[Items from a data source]
//! Driver spawns and manages the moment polling task

use std::sync::Arc;
use tokio::sync::watch;
use tokio_util::sync::CancellationToken;
use tracing::{debug, error, info, trace};

use crate::provider::MomentProvider;
use crate::resolver::build_daily_agenda;
use crate::types::{DailyAgenda, ResolvedMoment, ScheduleEntry, Weekday};

/// Result of spawning driver tasks
pub struct DriverChannels {
    /// Receiver for resolved moments
    pub moments: watch::Receiver<Option<Arc<ResolvedMoment>>>,
    /// Receiver for daily agenda updates; `None` on weekends
    pub agendas: watch::Receiver<Option<Arc<DailyAgenda>>>,
    /// Cancellation token for graceful shutdown
    pub cancel: CancellationToken,
}

/// Driver spawns and manages the moment polling task
///
/// One task owns the provider, polls it at its native pace, and publishes
/// moments over a watch channel (latest-wins, so slow subscribers never back
/// up the poll loop). When the resolved weekday changes it also rebuilds the
/// daily agenda and publishes that on a second channel. The agenda is cheap
/// to build, so unlike heavier derived data there is no reason to offload it.
pub struct Driver;

impl Driver {
    /// Spawn the driver task for the given provider
    ///
    /// Returns watch receivers for moments and agendas, plus a cancellation
    /// token. Cancelling the token is the supported way to stop polling;
    /// dropping every receiver also winds the task down on its next send.
    pub fn spawn<P>(provider: P, entries: Arc<Vec<ScheduleEntry>>) -> DriverChannels
    where
        P: MomentProvider,
    {
        let (moment_tx, moment_rx) = watch::channel(None);
        let (agenda_tx, agenda_rx) = watch::channel(None);

        let cancel = CancellationToken::new();
        let cancel_task = cancel.clone();

        tokio::spawn(async move {
            Self::poll_task(provider, entries, moment_tx, agenda_tx, cancel_task).await;
        });

        DriverChannels { moments: moment_rx, agendas: agenda_rx, cancel }
    }

    /// Poll task - reads moments and detects weekday changes
    async fn poll_task<P>(
        mut provider: P,
        entries: Arc<Vec<ScheduleEntry>>,
        moment_tx: watch::Sender<Option<Arc<ResolvedMoment>>>,
        agenda_tx: watch::Sender<Option<Arc<DailyAgenda>>>,
        cancel: CancellationToken,
    ) where
        P: MomentProvider,
    {
        info!("Moment poll task started");
        let mut moment_count = 0u64;
        let mut error_count = 0u32;
        let mut last_weekday: Option<Option<Weekday>> = None;
        const MAX_ERRORS: u32 = 10;

        loop {
            if cancel.is_cancelled() {
                info!("Moment poll cancelled");
                break;
            }

            // Allow cancellation while the provider waits out its interval.
            let result = tokio::select! {
                _ = cancel.cancelled() => {
                    info!("Moment poll cancelled during read");
                    break;
                }
                result = provider.next_moment() => result,
            };

            match result {
                Ok(Some(packet)) => {
                    moment_count += 1;
                    error_count = 0;
                    let weekday = packet.moment.weekday;

                    trace!(
                        "Moment {}: tick={}, kind={:?}",
                        moment_count,
                        packet.tick,
                        packet.moment.kind()
                    );

                    if last_weekday != Some(weekday) {
                        debug!(
                            "Weekday changed: {:?} -> {:?}, rebuilding agenda",
                            last_weekday.flatten(),
                            weekday
                        );

                        let agenda = weekday
                            .map(|day| Arc::new(build_daily_agenda(&entries, day)));
                        let _ = agenda_tx.send(agenda);
                        last_weekday = Some(weekday);
                    }

                    if moment_tx.send(Some(Arc::new(packet.moment))).is_err() {
                        debug!("Moment receiver dropped, shutting down");
                        break;
                    }
                }
                Ok(None) => {
                    info!("Provider ended after {} moments", moment_count);
                    let _ = moment_tx.send(None);
                    let _ = agenda_tx.send(None);
                    break;
                }
                Err(e) => {
                    // Transient provider failure - back off rather than crash.
                    error_count += 1;
                    error!("Provider error ({}/{}): {}", error_count, MAX_ERRORS, e);

                    if error_count >= MAX_ERRORS {
                        error!("Too many provider errors, shutting down");
                        let _ = moment_tx.send(None);
                        let _ = agenda_tx.send(None);
                        break;
                    }

                    // Exponential backoff: 50ms, 100ms, 200ms, ...
                    let backoff = std::time::Duration::from_millis(50 * (1 << error_count.min(5)));
                    tokio::time::sleep(backoff).await;
                }
            }
        }

        info!("Moment poll task ended (processed {} moments)", moment_count);
    }
}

Try it: Each of the records above is to be reproduced word for word.

Written answer:
//! Driver spawns and manages the moment polling task

use std::sync::Arc;
use tokio::sync::watch;
use tokio_util::sync::CancellationToken;
use tracing::{debug, error, info, trace};

use crate::provider::MomentProvider;
use crate::resolver::build_daily_agenda;
use crate::types::{DailyAgenda, ResolvedMoment, ScheduleEntry, Weekday};

/// Result of spawning driver tasks
pub struct DriverChannels {
    /// Receiver for resolved moments
    pub moments: watch::Receiver<Option<Arc<ResolvedMoment>>>,
    /// Receiver for daily agenda updates; `None` on weekends
    pub agendas: watch::Receiver<Option<Arc<DailyAgenda>>>,
    /// Cancellation token for graceful shutdown
    pub cancel: CancellationToken,
}

/// Driver spawns and manages the moment polling task
///
/// One task owns the provider, polls it at its native pace, and publishes
/// moments over a watch channel (latest-wins, so slow subscribers never back
/// up the poll loop). When the resolved weekday changes it also rebuilds the
/// daily agenda and publishes that on a second channel. The agenda is cheap
/// to build, so unlike heavier derived data there is no reason to offload it.
pub struct Driver;

impl Driver {
    /// Spawn the driver task for the given provider
    ///
    /// Returns watch receivers for moments and agendas, plus a cancellation
    /// token. Cancelling the token is the supported way to stop polling;
    /// dropping every receiver also winds the task down on its next send.
    pub fn spawn<P>(provider: P, entries: Arc<Vec<ScheduleEntry>>) -> DriverChannels
    where
        P: MomentProvider,
    {
        let (moment_tx, moment_rx) = watch::channel(None);
        let (agenda_tx, agenda_rx) = watch::channel(None);

        let cancel = CancellationToken::new();
        let cancel_task = cancel.clone();

        tokio::spawn(async move {
            Self::poll_task(provider, entries, moment_tx, agenda_tx, cancel_task).await;
        });

        DriverChannels { moments: moment_rx, agendas: agenda_rx, cancel }
    }

    /// Poll task - reads moments and detects weekday changes
    async fn poll_task<P>(
        mut provider: P,
        entries: Arc<Vec<ScheduleEntry>>,
        moment_tx: watch::Sender<Option<Arc<ResolvedMoment>>>,
        agenda_tx: watch::Sender<Option<Arc<DailyAgenda>>>,
        cancel: CancellationToken,
    ) where
        P: MomentProvider,
    {
        info!("Moment poll task started");
        let mut moment_count = 0u64;
        let mut error_count = 0u32;
        let mut last_weekday: Option<Option<Weekday>> = None;
        const MAX_ERRORS: u32 = 10;

        loop {
            if cancel.is_cancelled() {
                info!("Moment poll cancelled");
                break;
            }

            // Allow cancellation while the provider waits out its interval.
            let result = tokio::select! {
                _ = cancel.cancelled() => {
                    info!("Moment poll cancelled during read");
                    break;
                }
                result = provider.next_moment() => result,
            };

            match result {
                Ok(Some(packet)) => {
                    moment_count += 1;
                    error_count = 0;
                    let weekday = packet.moment.weekday;

                    trace!(
                        "Moment {}: tick={}, kind={:?}",
                        moment_count,
                        packet.tick,
                        packet.moment.kind()
                    );

                    if last_weekday != Some(weekday) {
                        debug!(
                            "Weekday changed: {:?} -> {:?}, rebuilding agenda",
                            last_weekday.flatten(),
                            weekday
                        );

                        let agenda = weekday
                            .map(|day| Arc::new(build_daily_agenda(&entries, day)));
                        let _ = agenda_tx.send(agenda);
                        last_weekday = Some(weekday);
                    }

                    if moment_tx.send(Some(Arc::new(packet.moment))).is_err() {
                        debug!("Moment receiver dropped, shutting down");
                        break;
                    }
                }
                Ok(None) => {
                    info!("Provider ended after {} moments", moment_count);
                    let _ = moment_tx.send(None);
                    let _ = agenda_tx.send(None);
                    break;
                }
                Err(e) => {
                    // Transient provider failure - back off rather than crash.
                    error_count += 1;
                    error!("Provider error ({}/{}): {}", error_count, MAX_ERRORS, e);

                    if error_count >= MAX_ERRORS {
                        error!("Too many provider errors, shutting down");
                        let _ = moment_tx.send(None);
                        let _ = agenda_tx.send(None);
                        break;
                    }

                    // Exponential backoff: 50ms, 100ms, 200ms, ...
                    let backoff = std::time::Duration::from_millis(50 * (1 << error_count.min(5)));
                    tokio::time::sleep(backoff).await;
                }
            }
        }

        info!("Moment poll task ended (processed {} moments)", moment_count);
    }
}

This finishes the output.